#### SUPPLIED MATERIAL

#[cfg(test)]
mod tests {
    use super::*;
    use std::sync::Mutex as StdMutex;
    use std::time::Duration;
    use tokio::sync::Semaphore;

    struct TestBackend {
        calls: StdMutex<Vec<(&'static str, u32, String)>>,
        gate: Semaphore,
        fail_with: Option<String>,
    }

    impl TestBackend {
        fn settling() -> Arc<Self> {
            Arc::new(Self {
                calls: StdMutex::new(Vec::new()),
                gate: Semaphore::new(Semaphore::MAX_PERMITS),
                fail_with: None,
            })
        }

        fn gated() -> Arc<Self> {
            Arc::new(Self {
                calls: StdMutex::new(Vec::new()),
                gate: Semaphore::new(0),
                fail_with: None,
            })
        }

        fn failing(message: &str) -> Arc<Self> {
            Arc::new(Self {
                calls: StdMutex::new(Vec::new()),
                gate: Semaphore::new(Semaphore::MAX_PERMITS),
                fail_with: Some(message.to_string()),
            })
        }

        fn call_count(&self) -> usize {
            self.calls.lock().unwrap().len()
        }

        fn id_for_model(&self, model: &str) -> u32 {
            self.calls
                .lock()
                .unwrap()
                .iter()
                .find(|(_, _, m)| m == model)
                .map(|(_, id, _)| *id)
                .expect("no invocation recorded for model")
        }

        async fn record(
            &self,
            entry_point: &'static str,
            invocation: ChatInvocation,
        ) -> Result<(), BackendError> {
            self.calls.lock().unwrap().push((
                entry_point,
                invocation.id,
                invocation.option.chat.model.clone(),
            ));
            let _permit = self.gate.acquire().await;
            match &self.fail_with {
                Some(message) => Err(message.clone().into()),
                None => Ok(()),
            }
        }
    }

    #[async_trait::async_trait]
    impl ChatBackend for TestBackend {
        async fn fetch_by_api_key(&self, invocation: ChatInvocation) -> Result<(), BackendError> {
            self.record("api_key", invocation).await
        }

        async fn fetch_by_access_token(
            &self,
            invocation: ChatInvocation,
        ) -> Result<(), BackendError> {
            self.record("access_token", invocation).await
        }
    }

    fn options(access_type: &str, model: &str) -> ChatRequestOptions {
        ChatRequestOptions::new(ChatOptions {
            api_key: "sk-test".into(),
            access_token: "tok-test".into(),
            access_type: access_type.into(),
            proxy: None,
            model: model.into(),
            system_message: String::new(),
            temperature: 0.7,
        })
    }

    fn user_message(content: &str) -> Vec<RequestMessage> {
        vec![RequestMessage {
            role: "user".into(),
            content: content.into(),
        }]
    }

    async fn wait_until(mut condition: impl FnMut() -> bool) {
        for _ in 0..200 {
            if condition() {
                return;
            }
            tokio::time::sleep(Duration::from_millis(5)).await;
        }
        panic!("condition not met within timeout");
    }

    #[tokio::test]
    async fn access_type_selects_backend_entry_point() {
        let backend = TestBackend::settling();
        let (dispatcher, _progress) = ChatDispatcher::new(backend.clone());

        dispatcher
            .send_chat(user_message("hi"), options(ACCESS_TYPE_API_KEY, "m"), None, None, None)
            .await;
        dispatcher
            .send_chat(user_message("hi"), options(ACCESS_TYPE_ACCESS_TOKEN, "m"), None, None, None)
            .await;
        // Anything other than "0" falls back to the access-token entry point.
        dispatcher
            .send_chat(user_message("hi"), options("7", "m"), None, None, None)
            .await;

        let calls = backend.calls.lock().unwrap();
        let entry_points: Vec<&str> = calls.iter().map(|(e, _, _)| *e).collect();
        assert_eq!(entry_points, ["api_key", "access_token", "access_token"]);
    }

    #[tokio::test]
    async fn no_progress_callback_registers_no_handler() {
        let backend = TestBackend::gated();
        let (dispatcher, _progress) = ChatDispatcher::new(backend.clone());

        let send = {
            let dispatcher = dispatcher.clone();
            tokio::spawn(async move {
                dispatcher
                    .send_chat(user_message("hi"), options(ACCESS_TYPE_API_KEY, "m"), None, None, None)
                    .await
            })
        };

        wait_until(|| backend.call_count() == 1).await;
        assert_eq!(dispatcher.in_flight(), 0);

        backend.gate.add_permits(1);
        send.await.expect("send task panicked");
        assert_eq!(dispatcher.in_flight(), 0);
    }

    #[tokio::test]
    async fn cancellation_fires_error_callback_exactly_once() {
        let backend = TestBackend::gated();
        let (dispatcher, _progress) = ChatDispatcher::new(backend);

        let errors = Arc::new(StdMutex::new(Vec::new()));
        let sink = errors.clone();
        let token = CancellationToken::new();
        token.cancel();

        dispatcher
            .send_chat(
                user_message("hi"),
                options(ACCESS_TYPE_API_KEY, "m"),
                None,
                Some(Box::new(move |err| sink.lock().unwrap().push(err))),
                Some(token),
            )
            .await;

        let errors = errors.lock().unwrap();
        assert_eq!(errors.len(), 1);
        assert!(errors[0].is_canceled());
        assert_eq!(errors[0].message(), "canceled");
        assert_eq!(dispatcher.in_flight(), 0);
    }

    #[tokio::test]
    async fn error_callback_fires_at_most_once_under_cancel_and_failure() {
        // Both terminal outcomes are possible here; whichever loses must be a
        // no-op because the callback was already consumed.
        let backend = TestBackend::failing("boom");
        let (dispatcher, _progress) = ChatDispatcher::new(backend);

        let errors = Arc::new(StdMutex::new(Vec::new()));
        let sink = errors.clone();
        let token = CancellationToken::new();
        token.cancel();

        dispatcher
            .send_chat(
                user_message("hi"),
                options(ACCESS_TYPE_API_KEY, "m"),
                None,
                Some(Box::new(move |err| sink.lock().unwrap().push(err))),
                Some(token),
            )
            .await;

        assert_eq!(errors.lock().unwrap().len(), 1);
        assert_eq!(dispatcher.in_flight(), 0);
    }

    #[tokio::test]
    async fn invocation_failure_wraps_backend_message() {
        let backend = TestBackend::failing("upstream exploded");
        let (dispatcher, _progress) = ChatDispatcher::new(backend);

        let errors = Arc::new(StdMutex::new(Vec::new()));
        let sink = errors.clone();

        dispatcher
            .send_chat(
                user_message("hi"),
                options(ACCESS_TYPE_ACCESS_TOKEN, "m"),
                Some(Box::new(|_| {})),
                Some(Box::new(move |err| sink.lock().unwrap().push(err))),
                None,
            )
            .await;

        let errors = errors.lock().unwrap();
        assert_eq!(errors.len(), 1);
        assert!(!errors[0].is_canceled());
        assert!(errors[0].message().contains("upstream exploded"));
        assert_eq!(dispatcher.in_flight(), 0);
    }

    #[tokio::test]
    async fn progress_events_route_by_correlation_id_in_order() {
        let backend = TestBackend::gated();
        let (dispatcher, progress) = ChatDispatcher::new(backend.clone());

        let received_x = Arc::new(StdMutex::new(Vec::new()));
        let received_y = Arc::new(StdMutex::new(Vec::new()));

        let spawn_send = |model: &'static str, sink: Arc<StdMutex<Vec<String>>>| {
            let dispatcher = dispatcher.clone();
            tokio::spawn(async move {
                dispatcher
                    .send_chat(
                        user_message("hi"),
                        options(ACCESS_TYPE_API_KEY, model),
                        Some(Box::new(move |payload| {
                            sink.lock().unwrap().push(payload.detail)
                        })),
                        None,
                        None,
                    )
                    .await
            })
        };
        let send_x = spawn_send("model-x", received_x.clone());
        let send_y = spawn_send("model-y", received_y.clone());

        wait_until(|| backend.call_count() == 2).await;
        assert_eq!(dispatcher.in_flight(), 2);
        let id_x = backend.id_for_model("model-x");
        let id_y = backend.id_for_model("model-y");

        for (id, detail) in [(id_x, "x-first"), (id_y, "y-only"), (id_x, "x-second")] {
            progress.emit(ProgressPayload {
                id,
                detail: detail.into(),
                finish_reason: String::new(),
                role: "assistant".into(),
                conversation_id: None,
                parent_message_id: None,
            });
        }

        wait_until(|| received_x.lock().unwrap().len() == 2).await;
        wait_until(|| received_y.lock().unwrap().len() == 1).await;
        assert_eq!(*received_x.lock().unwrap(), ["x-first", "x-second"]);
        assert_eq!(*received_y.lock().unwrap(), ["y-only"]);

        backend.gate.add_permits(2);
        send_x.await.expect("send task panicked");
        send_y.await.expect("send task panicked");
        assert_eq!(dispatcher.in_flight(), 0);
    }

    #[tokio::test]
    async fn late_events_for_settled_requests_are_dropped() {
        let backend = TestBackend::settling();
        let (dispatcher, progress) = ChatDispatcher::new(backend);

        let received = Arc::new(StdMutex::new(Vec::new()));
        let sink = received.clone();
        let id = dispatcher
            .send_chat(
                user_message("hi"),
                options(ACCESS_TYPE_API_KEY, "m"),
                Some(Box::new(move |payload| {
                    sink.lock().unwrap().push(payload.detail)
                })),
                None,
                None,
            )
            .await;
        assert_eq!(dispatcher.in_flight(), 0);

        progress.emit(ProgressPayload {
            id,
            detail: "too late".into(),
            finish_reason: "stop".into(),
            role: "assistant".into(),
            conversation_id: None,
            parent_message_id: None,
        });
        tokio::time::sleep(Duration::from_millis(50)).await;
        assert!(received.lock().unwrap().is_empty());
    }
}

#### WHAT YOU NEED TO DO
Return each line of the entries that holds the string "ChatRequestOptions".

#### SOLUTION TO THE EXERCISE
    fn options(access_type: &str, model: &str) -> ChatRequestOptions {
        ChatRequestOptions::new(ChatOptions {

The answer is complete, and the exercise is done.